The DNC protesters are truly bipartisan, or anti-partisan: Similar plans are in the works for the Republican National Convention in Minneapolis-St. Paul the following week. But there seems to be a fresh sort of loathing for the Democrats who are seen as traitors to the anti-war cause. Whereas these types of demonstrators go to Republican events perpetually harboring hated for what the party platform, they’re massing in Denver to teach Democrats a lesson.

In what form, though, will that come? Proposals have ranged from blocking delegates’ hotels to “snake marches” impeding their entrance into the convention.
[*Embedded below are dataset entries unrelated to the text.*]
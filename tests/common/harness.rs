// PluginTestHarness - scripted host environment for end-to-end tests
//
// Plays the role of the hosting editor: it owns the document tree and a
// manual clock, forwards keystrokes the way a real surface would
// (key-press before character insertion, key-up after), applies default
// editing behavior for keys the plugin does not consume, and answers
// screen-metric queries with scripted values.

use std::time::{Duration, Instant};

use varchip::candidates::{Candidate, CandidateSource};
use varchip::config::{VariableConfig, VariableOptions};
use varchip::dom::{Dom, NodeId};
use varchip::geometry::{HostSurface, Point};
use varchip::keys::{Key, KeyDisposition};
use varchip::plugin::VariablePlugin;

/// Host surface with scripted metrics. Set `resolvable` to false to
/// simulate an anchor without a screen position.
pub struct ScriptedSurface {
    pub inline: bool,
    pub resolvable: bool,
}

impl Default for ScriptedSurface {
    fn default() -> Self {
        Self {
            inline: true,
            resolvable: true,
        }
    }
}

impl HostSurface for ScriptedSurface {
    fn is_inline(&self) -> bool {
        self.inline
    }
    fn container_offset(&self) -> Point {
        Point { x: 8.0, y: 40.0 }
    }
    fn content_area_position(&self) -> Point {
        Point { x: 2.0, y: 6.0 }
    }
    fn frame_position(&self) -> Point {
        Point { x: 1.0, y: 1.0 }
    }
    fn node_position(&self, _node: NodeId) -> Option<Point> {
        self.resolvable.then_some(Point { x: 30.0, y: 12.0 })
    }
    fn node_offset(&self, _node: NodeId) -> Option<Point> {
        self.resolvable.then_some(Point { x: 30.0, y: 12.0 })
    }
    fn caret_node_height(&self) -> f64 {
        18.0
    }
    fn scroll_top(&self) -> f64 {
        0.0
    }
    fn node_outer_height(&self, _node: NodeId) -> f64 {
        18.0
    }
    fn node_height(&self, _node: NodeId) -> f64 {
        18.0
    }
}

/// Virtual host environment driving a [`VariablePlugin`].
pub struct PluginTestHarness {
    pub dom: Dom,
    pub plugin: VariablePlugin,
    pub surface: ScriptedSurface,
    now: Instant,
}

impl PluginTestHarness {
    /// Harness over a plugin with default options and a static source of
    /// `name` candidates.
    pub fn with_names(names: &[&str]) -> Self {
        let source = CandidateSource::Static(
            names
                .iter()
                .map(|n| Candidate::new().with_field("name", n))
                .collect(),
        );
        Self::with_plugin(VariablePlugin::new(
            VariableConfig::new(VariableOptions::default()),
            source,
        ))
    }

    pub fn with_plugin(plugin: VariablePlugin) -> Self {
        let mut dom = Dom::new();
        let leaf = dom.create_text("");
        let root = dom.root();
        dom.append_child(root, leaf);
        dom.set_caret_in(leaf, 0);
        Self {
            dom,
            plugin,
            surface: ScriptedSurface::default(),
            now: Instant::now(),
        }
    }

    /// Replace the document content with a single text leaf, caret at the
    /// end.
    pub fn load_text(&mut self, text: &str) {
        let mut dom = Dom::new();
        let leaf = dom.create_text(text);
        let root = dom.root();
        dom.append_child(root, leaf);
        dom.set_caret_in(leaf, text.chars().count());
        self.dom = dom;
    }

    /// Type text character by character: key-press routing first (the
    /// plugin may consume the keystroke and suppress insertion), then
    /// key-up, which fires regardless, as it does on a real surface.
    pub fn type_text(&mut self, text: &str) {
        for ch in text.chars() {
            let consumed = self.plugin.on_key_press(&mut self.dom, &self.surface, ch);
            if !consumed {
                self.dom.insert_char_at_caret(ch);
            }
            self.plugin
                .on_key_up(&mut self.dom, &self.surface, Key::Char(ch), self.now);
        }
    }

    /// Press a non-character key, applying the host's default behavior
    /// when the plugin does not consume it.
    pub fn press(&mut self, key: Key) {
        let disposition = self.plugin.on_key_down(key);
        if key == Key::Backspace && disposition == KeyDisposition::Ignored {
            self.dom.delete_char_before_caret();
        }
        self.plugin
            .on_key_up(&mut self.dom, &self.surface, key, self.now);
    }

    /// Advance the manual clock and run the debounce tick.
    pub fn advance(&mut self, duration: Duration) {
        self.now += duration;
        self.plugin.poll(&self.dom, &self.surface, self.now);
    }

    /// Deliver dynamic-source results for a generation.
    pub fn deliver(&mut self, generation: u64, items: Vec<Candidate>) {
        self.plugin
            .deliver_results(&self.dom, &self.surface, generation, items);
    }

    pub fn document_text(&self) -> String {
        self.dom.document_text()
    }

    /// All rendered chips, in document order.
    pub fn chips(&self) -> Vec<NodeId> {
        self.dom
            .elements_with_attr(varchip::convert::ORIGINAL_VARIABLE_ATTR)
    }
}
Calls to action have ranged from guerrilla gardening and old-school anti-capitalist rallies to seeking “insurrectionary marching bands” (conversely, those with no musical skills are asked to bang on pots and pans like 3-year-olds). And I can’t wait to see what the insane clown posse will try.

Yet a recent YouTube video featured two puppets — “Cat with Bat” and “Beaver with Cleaver” — threatening the “disruption, subversion and total destruction” of the DNC (and, in a bat stroke of bipartisanship, the RNC), calling brethren to arms and breaking into violent protest shots that could have come from any number of G-8 or World Bank meetings.

By whatever name, the anti-government, anti-authority, anti-globalization protesters are always looking for that spotlight opportunity to get their rhetoric out, and riot gear and police barricades only add to their anti-authority euphoria.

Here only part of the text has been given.